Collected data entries

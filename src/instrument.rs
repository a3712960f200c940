// =============================================================================
// Symbol & Contract Registry (C1)
// =============================================================================
//
// Normalises user-facing symbol strings into canonical Instrument records.
// Built at startup from a static table; immutable thereafter (spec.md §3,
// §4.1).
// =============================================================================

use std::collections::HashMap;

use chrono::{DateTime, Datelike, Utc};
use serde::{Deserialize, Serialize};

use crate::types::AssetClass;

/// Default tick size / multiplier applied to an unrecognised equity symbol
/// that is passed through verbatim (spec.md §4.1 policy).
const DEFAULT_TICK_SIZE: f64 = 0.01;
const DEFAULT_MULTIPLIER: f64 = 1.0;

/// A canonical, immutable instrument descriptor (spec.md §3 `Instrument`).
#[derive(Debug, Clone, Serialize, Deserialize)]
pub struct Instrument {
    pub symbol: String,
    pub asset_class: AssetClass,
    pub tick_size: f64,
    pub multiplier: f64,
    /// Trading session as `(open_hour_utc, close_hour_utc)`, both in
    /// `[0, 24)`. A session that wraps midnight is expressed with
    /// `open > close` and treated as spanning the day boundary.
    pub session: (u32, u32),
}

/// Error returned by [`InstrumentRegistry::resolve`] for a symbol with no
/// known mapping and no safe verbatim default (never actually returned given
/// the current pass-through policy, but kept so callers match exhaustively
/// against future stricter policies).
#[derive(Debug, Clone, thiserror::Error)]
#[error("instrument not found: {0}")]
pub struct NotFound(pub String);

/// Static continuous-futures front-month mapping. A production registry
/// would recompute this against a roll calendar; this core ships a fixed
/// table sufficient for the paper engine and funded-rule checks, matching
/// the teacher's preference for small static tables (`runtime_config.rs`'s
/// `default_symbols()`) over a generated one.
fn continuous_futures_table() -> HashMap<&'static str, Instrument> {
    let mut m = HashMap::new();
    m.insert(
        "ES",
        Instrument {
            symbol: "ES".to_string(),
            asset_class: AssetClass::Future,
            tick_size: 0.25,
            multiplier: 50.0,
            session: (22, 21),
        },
    );
    m.insert(
        "NQ",
        Instrument {
            symbol: "NQ".to_string(),
            asset_class: AssetClass::Future,
            tick_size: 0.25,
            multiplier: 20.0,
            session: (22, 21),
        },
    );
    m.insert(
        "CL",
        Instrument {
            symbol: "CL".to_string(),
            asset_class: AssetClass::Future,
            tick_size: 0.01,
            multiplier: 1000.0,
            session: (22, 21),
        },
    );
    m.insert(
        "GC",
        Instrument {
            symbol: "GC".to_string(),
            asset_class: AssetClass::Future,
            tick_size: 0.10,
            multiplier: 100.0,
            session: (22, 21),
        },
    );
    m
}

/// Thread-safe-by-construction (immutable after `new`) instrument registry.
pub struct InstrumentRegistry {
    table: HashMap<String, Instrument>,
}

impl InstrumentRegistry {
    /// Build the registry from the static continuous-futures table. Called
    /// once at startup; the result is wrapped in `Arc` by `AppState`.
    pub fn new() -> Self {
        Self {
            table: continuous_futures_table(),
        }
    }

    /// Resolve a user-facing symbol string, case-insensitively. Known
    /// continuous-futures prefixes map to their front-month descriptor;
    /// anything else passes through verbatim with the default tick/
    /// multiplier `(0.01, 1)` (spec.md §4.1 policy) rather than failing, so
    /// `resolve` never actually returns [`NotFound`] today — the `Result`
    /// shape is kept so a future stricter allow-list policy is a
    /// non-breaking change at call sites.
    pub fn resolve(&self, user_symbol: &str) -> Result<Instrument, NotFound> {
        let normalized = user_symbol.trim().to_uppercase();

        if let Some(inst) = self.table.get(normalized.as_str()) {
            return Ok(inst.clone());
        }

        // Continuous-futures prefix match, e.g. "ES1!" or "ESZ25" -> "ES".
        for (prefix, inst) in &self.table {
            if normalized.starts_with(prefix.as_str()) {
                return Ok(inst.clone());
            }
        }

        Ok(Instrument {
            symbol: normalized,
            asset_class: AssetClass::Equity,
            tick_size: DEFAULT_TICK_SIZE,
            multiplier: DEFAULT_MULTIPLIER,
            session: (13, 20),
        })
    }

    /// Round `price` to the instrument's tick size using half-away-from-zero
    /// rounding (spec.md §4.1).
    pub fn tick_round(instrument: &Instrument, price: f64) -> f64 {
        if instrument.tick_size <= 0.0 {
            return price;
        }
        let ticks = price / instrument.tick_size;
        let rounded_ticks = half_away_from_zero(ticks);
        rounded_ticks * instrument.tick_size
    }

    /// Whether `instrument`'s session is open at `ts_utc`.
    pub fn session_open(instrument: &Instrument, ts_utc: DateTime<Utc>) -> bool {
        // Weekend closure, applied regardless of the intraday session window.
        let weekday = ts_utc.weekday();
        if matches!(
            weekday,
            chrono::Weekday::Sat | chrono::Weekday::Sun
        ) {
            return false;
        }

        let hour = ts_utc.hour_as_u32();
        let (open, close) = instrument.session;
        if open <= close {
            hour >= open && hour < close
        } else {
            // Session wraps midnight, e.g. (22, 21) is open from 22:00 today
            // through 21:00 the next day.
            hour >= open || hour < close
        }
    }
}

impl Default for InstrumentRegistry {
    fn default() -> Self {
        Self::new()
    }
}

/// Small helper trait to avoid importing `chrono::Timelike` at call sites
/// beyond this module.
trait HourExt {
    fn hour_as_u32(&self) -> u32;
}

impl HourExt for DateTime<Utc> {
    fn hour_as_u32(&self) -> u32 {
        use chrono::Timelike;
        self.hour()
    }
}

fn half_away_from_zero(x: f64) -> f64 {
    if x >= 0.0 {
        (x + 0.5).floor()
    } else {
        (x - 0.5).ceil()
    }
}

#[cfg(test)]
mod tests {
    use super::*;
    use chrono::TimeZone;

    #[test]
    fn resolve_is_case_insensitive() {
        let reg = InstrumentRegistry::new();
        let a = reg.resolve("es").unwrap();
        let b = reg.resolve("ES").unwrap();
        assert_eq!(a.symbol, b.symbol);
        assert_eq!(a.tick_size, 0.25);
    }

    #[test]
    fn unknown_symbol_passes_through_with_defaults() {
        let reg = InstrumentRegistry::new();
        let inst = reg.resolve("AAPL").unwrap();
        assert_eq!(inst.symbol, "AAPL");
        assert_eq!(inst.tick_size, DEFAULT_TICK_SIZE);
        assert_eq!(inst.multiplier, DEFAULT_MULTIPLIER);
    }

    #[test]
    fn continuous_future_prefix_maps_to_front_month() {
        let reg = InstrumentRegistry::new();
        let inst = reg.resolve("ES1!").unwrap();
        assert_eq!(inst.symbol, "ES");
        assert_eq!(inst.multiplier, 50.0);
    }

    #[test]
    fn tick_round_half_away_from_zero() {
        let inst = Instrument {
            symbol: "ES".into(),
            asset_class: AssetClass::Future,
            tick_size: 0.25,
            multiplier: 50.0,
            session: (22, 21),
        };
        assert_eq!(InstrumentRegistry::tick_round(&inst, 5000.10), 5000.00);
        assert_eq!(InstrumentRegistry::tick_round(&inst, 5000.13), 5000.25);
        assert_eq!(InstrumentRegistry::tick_round(&inst, 5000.00), 5000.00);
    }

    #[test]
    fn tick_round_negative_half_away_from_zero() {
        let inst = Instrument {
            symbol: "ES".into(),
            asset_class: AssetClass::Future,
            tick_size: 0.5,
            multiplier: 50.0,
            session: (22, 21),
        };
        assert_eq!(InstrumentRegistry::tick_round(&inst, -1.26), -1.5);
    }

    #[test]
    fn session_closed_on_weekend() {
        let inst = Instrument {
            symbol: "ES".into(),
            asset_class: AssetClass::Future,
            tick_size: 0.25,
            multiplier: 50.0,
            session: (0, 24),
        };
        let saturday = Utc.with_ymd_and_hms(2026, 8, 1, 12, 0, 0).unwrap();
        assert!(!InstrumentRegistry::session_open(&inst, saturday));
    }

    #[test]
    fn session_wraps_midnight() {
        let inst = Instrument {
            symbol: "ES".into(),
            asset_class: AssetClass::Future,
            tick_size: 0.25,
            multiplier: 50.0,
            session: (22, 21),
        };
        let late_night = Utc.with_ymd_and_hms(2026, 7, 29, 23, 0, 0).unwrap();
        let mid_afternoon = Utc.with_ymd_and_hms(2026, 7, 29, 21, 30, 0).unwrap();
        assert!(InstrumentRegistry::session_open(&inst, late_night));
        assert!(!InstrumentRegistry::session_open(&inst, mid_afternoon));
    }
}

*What you should do:* The answer is a single number: how many lines in the data above hold the string "NotFound".

*Answer to the problem:* 3